The Impact of Myeloid Lineage Cells on Skeletal Homeostasis and Repair

Abstract

Bone is in a constant state of remodeling, a process which was once attributed solely to osteoblasts and osteoclasts. Decades of research has identified many other populations of cells in the bone that participate and mediate skeletal homeostasis. Recently, osteal macrophages emerged as vital participants in skeletal remodeling and osseous repair. The exact mechanistic roles of these tissue-resident macrophages are currently unknown. Macrophages are highly plastic in response to their micro-environment and are typically classified as being pro- or anti-inflammatory (pro-resolving) in nature. Given that inflammatory states result in decreased bone mass, proinflammatory macrophages may be negative regulators of bone turnover. Pro-resolving macrophages have been shown to release anabolic factors and present a potential target for therapeutic intervention in inflammation-induced bone loss and fracture healing. To better understand the role of macrophages in bone, an in vitro approach was used to study mechanisms of bone marrow macrophages. Additionally, macrophage functions in vivo were assessed in normal bone turnover and in oral osseous wound healing.

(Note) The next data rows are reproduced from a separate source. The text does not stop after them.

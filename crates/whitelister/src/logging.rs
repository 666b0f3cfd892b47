//! Logging system setup
//!
//! Initializes the global `tracing` subscriber. Per-connection event logs are
//! mirrored into it. Logs go to stderr so that command output on stdout stays
//! machine-readable.

use crate::config::LoggingSettings;
use anyhow::Result;
use tracing_subscriber::{fmt, prelude::*, EnvFilter};

/// Initialize the logging system
///
/// # Arguments
/// * `settings` - Level and format from the configuration file
///
/// # Environment Variables
/// * `RUST_LOG` - Overrides the configured level (e.g., "debug", "whitelist_core=trace")
///
/// Fails if a global subscriber is already installed.
pub fn setup_logging(settings: &LoggingSettings) -> Result<()> {
    let filter = EnvFilter::try_from_default_env()
        .unwrap_or_else(|_| EnvFilter::new(&settings.level));

    if settings.json_format {
        tracing_subscriber::registry()
            .with(filter)
            .with(fmt::layer().json().with_target(false).with_writer(std::io::stderr))
            .try_init()?;
    } else {
        tracing_subscriber::registry()
            .with(filter)
            .with(fmt::layer().with_target(false).with_writer(std::io::stderr))
            .try_init()?;
    }

    Ok(())
}

#[cfg(test)]
mod tests {
    use super::*;

    #[test]
    fn test_logging_setup_only_once() {
        let settings = LoggingSettings::default();

        // Whichever call installed the subscriber, later ones must fail.
        let _ = setup_logging(&settings);
        assert!(setup_logging(&settings).is_err());
        assert!(setup_logging(&settings).is_err());
    }
}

The process of apoptotic cell clearance, termed efferocytosis, is mediated by pro-resolving macrophages and may contribute to steady-state bone turnover as well as fracture healing. This process of efferocytosis by bone marrow macrophages was investigated in vitro. Interleukin-10, a pro-resolving cytokine, enhanced bone marrow macrophage efferocytosis of apoptotic bone marrow stromal cells (apBMSCs) in a phospho-STAT3 dependent manner. Additionally, macrophages engulfing apBMSCs secreted a unique profile of cytokines compared to macrophages engulfing apoptotic neutrophils. Macrophages displayed increased secretion of monocyte chemotactic protein 1/chemokine (C-C motif) ligand 2 (MCP-1/CCL2) and transforming growth factor beta 1 (TGF-β1) in response to apBMSCs. This secreted protein profile suggests efferocytosis of apoptotic bone cells signals to recruit new osteoblast progenitors to repopulate apoptotic cells and initiate a new round of bone formation.

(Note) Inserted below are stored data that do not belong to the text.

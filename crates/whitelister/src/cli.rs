//! Command-line argument parsing

use clap::{Parser, Subcommand};
use std::path::PathBuf;

/// Manage player whitelists on game servers over RCON
#[derive(Parser, Debug)]
#[command(author, version, about, long_about = None)]
pub struct Args {
    /// Configuration file path
    ///
    /// If the file doesn't exist, a default configuration will be created.
    #[arg(short, long, default_value = "whitelister.toml")]
    pub config: PathBuf,

    /// Log level (trace, debug, info, warn, error)
    #[arg(short, long)]
    pub log_level: Option<String>,

    /// Output logs in JSON format
    #[arg(long)]
    pub json_logs: bool,

    #[command(subcommand)]
    pub command: Command,
}

#[derive(Subcommand, Debug, Clone, PartialEq, Eq)]
pub enum Command {
    /// Show the status of every configured server
    Status {
        /// Report from existing state without opening connections
        #[arg(long)]
        passive: bool,

        /// Print the report as JSON
        #[arg(long)]
        json: bool,
    },

    /// Keep checking server status until interrupted
    Watch {
        /// Seconds between status checks
        #[arg(long, default_value_t = 30)]
        interval_secs: u64,
    },

    /// Print the whitelist of a server
    List { server: String },

    /// Add a player to a server's whitelist
    Add { server: String, player: String },

    /// Remove a player from a server's whitelist
    Remove { server: String, player: String },

    /// Check that an RCON endpoint accepts a password
    Verify {
        #[arg(long)]
        host: String,

        #[arg(long, default_value_t = 25575)]
        port: u16,

        #[arg(long)]
        password: String,
    },
}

Milk fat globule-EGF factor 8 (MFG-E8) is a secreted glycoprotein that facilitates the process of efferocytosis by acting as a bridge between apoptotic cells and phagocytes. The role of MFG-E8 in bone turnover was investigated. Mice deficient in MFG-E8 displayed decreased bone with age which correlated with an increased inflammatory phenotype and accumulations of apoptotic cells in the spleen. Increased inflammation leads to increased osteoclast differentiation and activation, resulting in decreased bone mass. MFG-E8 deficient mice displayed increased osteoclast numbers per bone surface. Intermittent daily parathyroid hormone (iPTH) administration is a known anabolic bone agent yet its use in patients is currently limited to cases of severe osteoporosis. MFG-E8 deficient mice responded to iPTH administration with a greater anabolic response than WT control mice. This suggests iPTH treatment may be beneficial in patients with inflammation-induced bone loss.

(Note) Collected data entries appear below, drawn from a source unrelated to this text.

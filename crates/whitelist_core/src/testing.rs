//! In-memory transport for tests and dry runs.
//!
//! [`MockTransport`] behaves like a vanilla Minecraft server's RCON endpoint
//! with a whitelist, and lets tests inspect and steer it: count connects,
//! make the server unreachable, script replies, or end the latest session
//! from the remote side.

use crate::error::{TransportError, TransportResult};
use crate::transport::{
    AdminSession, AdminTransport, Credential, EstablishedSession, ServerAddress, SessionSignal,
};
use async_trait::async_trait;
use parking_lot::Mutex;
use std::collections::{BTreeSet, VecDeque};
use std::io::{Error as IoError, ErrorKind};
use std::sync::Arc;
use std::time::Duration;
use tokio::sync::oneshot;

struct MockState {
    reachable: bool,
    reject_auth: bool,
    connect_delay: Option<Duration>,
    connect_calls: usize,
    close_calls: usize,
    addresses: Vec<ServerAddress>,
    whitelist: BTreeSet<String>,
    scripted: VecDeque<TransportResult<String>>,
    commands: Vec<String>,
    signal: Option<oneshot::Sender<SessionSignal>>,
}

impl Default for MockState {
    fn default() -> Self {
        Self {
            reachable: true,
            reject_auth: false,
            connect_delay: None,
            connect_calls: 0,
            close_calls: 0,
            addresses: Vec::new(),
            whitelist: BTreeSet::new(),
            scripted: VecDeque::new(),
            commands: Vec::new(),
            signal: None,
        }
    }
}

/// Shared handle to a simulated server. Clones observe the same server.
#[derive(Clone, Default)]
pub struct MockTransport {
    state: Arc<Mutex<MockState>>,
}

impl MockTransport {
    pub fn new() -> Self {
        Self::default()
    }

    pub fn set_reachable(&self, reachable: bool) {
        self.state.lock().reachable = reachable;
    }

    pub fn set_reject_auth(&self, reject: bool) {
        self.state.lock().reject_auth = reject;
    }

    /// Delay applied to every connect, for exercising concurrent callers.
    pub fn set_connect_delay(&self, delay: Option<Duration>) {
        self.state.lock().connect_delay = delay;
    }

    pub fn connect_calls(&self) -> usize {
        self.state.lock().connect_calls
    }

    pub fn close_calls(&self) -> usize {
        self.state.lock().close_calls
    }

    /// Addresses of every connect attempt, in order.
    pub fn connected_addresses(&self) -> Vec<ServerAddress> {
        self.state.lock().addresses.clone()
    }

    pub fn commands(&self) -> Vec<String> {
        self.state.lock().commands.clone()
    }

    pub fn whitelist(&self) -> Vec<String> {
        self.state.lock().whitelist.iter().cloned().collect()
    }

    pub fn seed_whitelist<I, S>(&self, players: I)
    where
        I: IntoIterator<Item = S>,
        S: Into<String>,
    {
        self.state
            .lock()
            .whitelist
            .extend(players.into_iter().map(Into::into));
    }

    /// Queues a reply returned by the next command instead of the emulated
    /// one.
    pub fn script_reply(&self, reply: TransportResult<String>) {
        self.state.lock().scripted.push_back(reply);
    }

    /// Ends the latest session as if the server closed it. Returns `false`
    /// when there was no session to end.
    pub fn force_close(&self) -> bool {
        self.raise(SessionSignal::Closed)
    }

    /// Ends the latest session with a transport error.
    pub fn force_error(&self, error: TransportError) -> bool {
        self.raise(SessionSignal::Error(error))
    }

    fn raise(&self, signal: SessionSignal) -> bool {
        match self.state.lock().signal.take() {
            Some(sender) => sender.send(signal).is_ok(),
            None => false,
        }
    }
}

#[async_trait]
impl AdminTransport for MockTransport {
    async fn connect(
        &self,
        address: &ServerAddress,
        credential: &Credential,
    ) -> TransportResult<EstablishedSession> {
        let delay = {
            let mut state = self.state.lock();
            state.connect_calls += 1;
            state.addresses.push(address.clone());
            state.connect_delay
        };
        if let Some(delay) = delay {
            tokio::time::sleep(delay).await;
        }

        let mut state = self.state.lock();
        if !state.reachable {
            return Err(IoError::new(ErrorKind::ConnectionRefused, "connection refused").into());
        }
        if state.reject_auth || credential.expose().is_empty() {
            return Err(TransportError::AuthenticationRejected);
        }

        let (sender, signals) = oneshot::channel();
        state.signal = Some(sender);

        Ok(EstablishedSession {
            session: Box::new(MockSession {
                state: self.state.clone(),
                open: true,
            }),
            signals,
        })
    }
}

struct MockSession {
    state: Arc<Mutex<MockState>>,
    open: bool,
}

#[async_trait]
impl AdminSession for MockSession {
    async fn send_command(&mut self, command: &str) -> TransportResult<String> {
        if !self.open {
            return Err(TransportError::NotConnected);
        }

        let mut state = self.state.lock();
        state.commands.push(command.to_string());
        if let Some(reply) = state.scripted.pop_front() {
            return reply;
        }
        Ok(emulate(&mut state.whitelist, command))
    }

    async fn close(&mut self) -> TransportResult<()> {
        self.open = false;
        self.state.lock().close_calls += 1;
        Ok(())
    }
}

/// Vanilla Minecraft replies to the whitelist commands.
fn emulate(whitelist: &mut BTreeSet<String>, command: &str) -> String {
    let mut words = command.split_whitespace();
    match (words.next(), words.next(), words.next()) {
        (Some("whitelist"), Some("add"), Some(player)) => {
            if whitelist.insert(player.to_string()) {
                format!("Added {player} to the whitelist")
            } else {
                "Player is already whitelisted".to_string()
            }
        }
        (Some("whitelist"), Some("remove"), Some(player)) => {
            if whitelist.remove(player) {
                format!("Removed {player} from the whitelist")
            } else {
                "Player is not whitelisted".to_string()
            }
        }
        (Some("whitelist"), Some("list"), None) => {
            if whitelist.is_empty() {
                "There are no whitelisted players".to_string()
            } else {
                let players: Vec<&str> = whitelist.iter().map(String::as_str).collect();
                format!(
                    "There are {} whitelisted players: {}",
                    players.len(),
                    players.join(", ")
                )
            }
        }
        _ => format!("Unknown or incomplete command: {command}"),
    }
}

#[cfg(test)]
mod tests {
    use super::*;

    #[test]
    fn test_emulated_replies() {
        let mut whitelist = BTreeSet::new();
        assert_eq!(emulate(&mut whitelist, "whitelist list"), "There are no whitelisted players");
        assert_eq!(emulate(&mut whitelist, "whitelist add Bob"), "Added Bob to the whitelist");
        assert_eq!(emulate(&mut whitelist, "whitelist add Alice"), "Added Alice to the whitelist");
        assert_eq!(emulate(&mut whitelist, "whitelist add Bob"), "Player is already whitelisted");
        assert_eq!(
            emulate(&mut whitelist, "whitelist list"),
            "There are 2 whitelisted players: Alice, Bob"
        );
        assert_eq!(emulate(&mut whitelist, "whitelist remove Eve"), "Player is not whitelisted");
        assert!(emulate(&mut whitelist, "op Bob").starts_with("Unknown"));
    }

    #[tokio::test]
    async fn test_unreachable_server_refuses_connects() {
        let transport = MockTransport::new();
        transport.set_reachable(false);

        let result = transport
            .connect(&ServerAddress::new("203.0.113.10", 25575), &Credential::new("pw"))
            .await;

        assert!(matches!(result, Err(TransportError::Io(_))));
        assert_eq!(transport.connect_calls(), 1);
    }

    #[tokio::test]
    async fn test_force_close_fires_signal() {
        let transport = MockTransport::new();
        let established = transport
            .connect(&ServerAddress::new("203.0.113.10", 25575), &Credential::new("pw"))
            .await
            .unwrap();

        assert!(transport.force_close());
        assert!(matches!(established.signals.await, Ok(SessionSignal::Closed)));
        assert!(!transport.force_close());
    }
}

Ineffective oral wound healing is detrimental to patients’ oral health related quality of life. Delineating the cellular mechanisms involved in optimal healing will elicit better approaches to treating patients with compromised healing. To study the role of phagocytic myeloid cells on oral wound healing, phagocytes were depleted with clodronate-loaded liposomes at the time of tooth extraction in mice. Depletion of macrophages and osteoclasts via clodronate treatment increased extraction socket bone fill 14 days after surgery, suggesting a crucial balance of macrophages and osteoclasts is necessary to promote effective healing.

A better understanding of the exact mechanisms by which macrophages mediate bone homeostasis and healing will lead to an expansion of pharmacologic targets for the treatment of osteoporosis and inflammation-induced bone loss.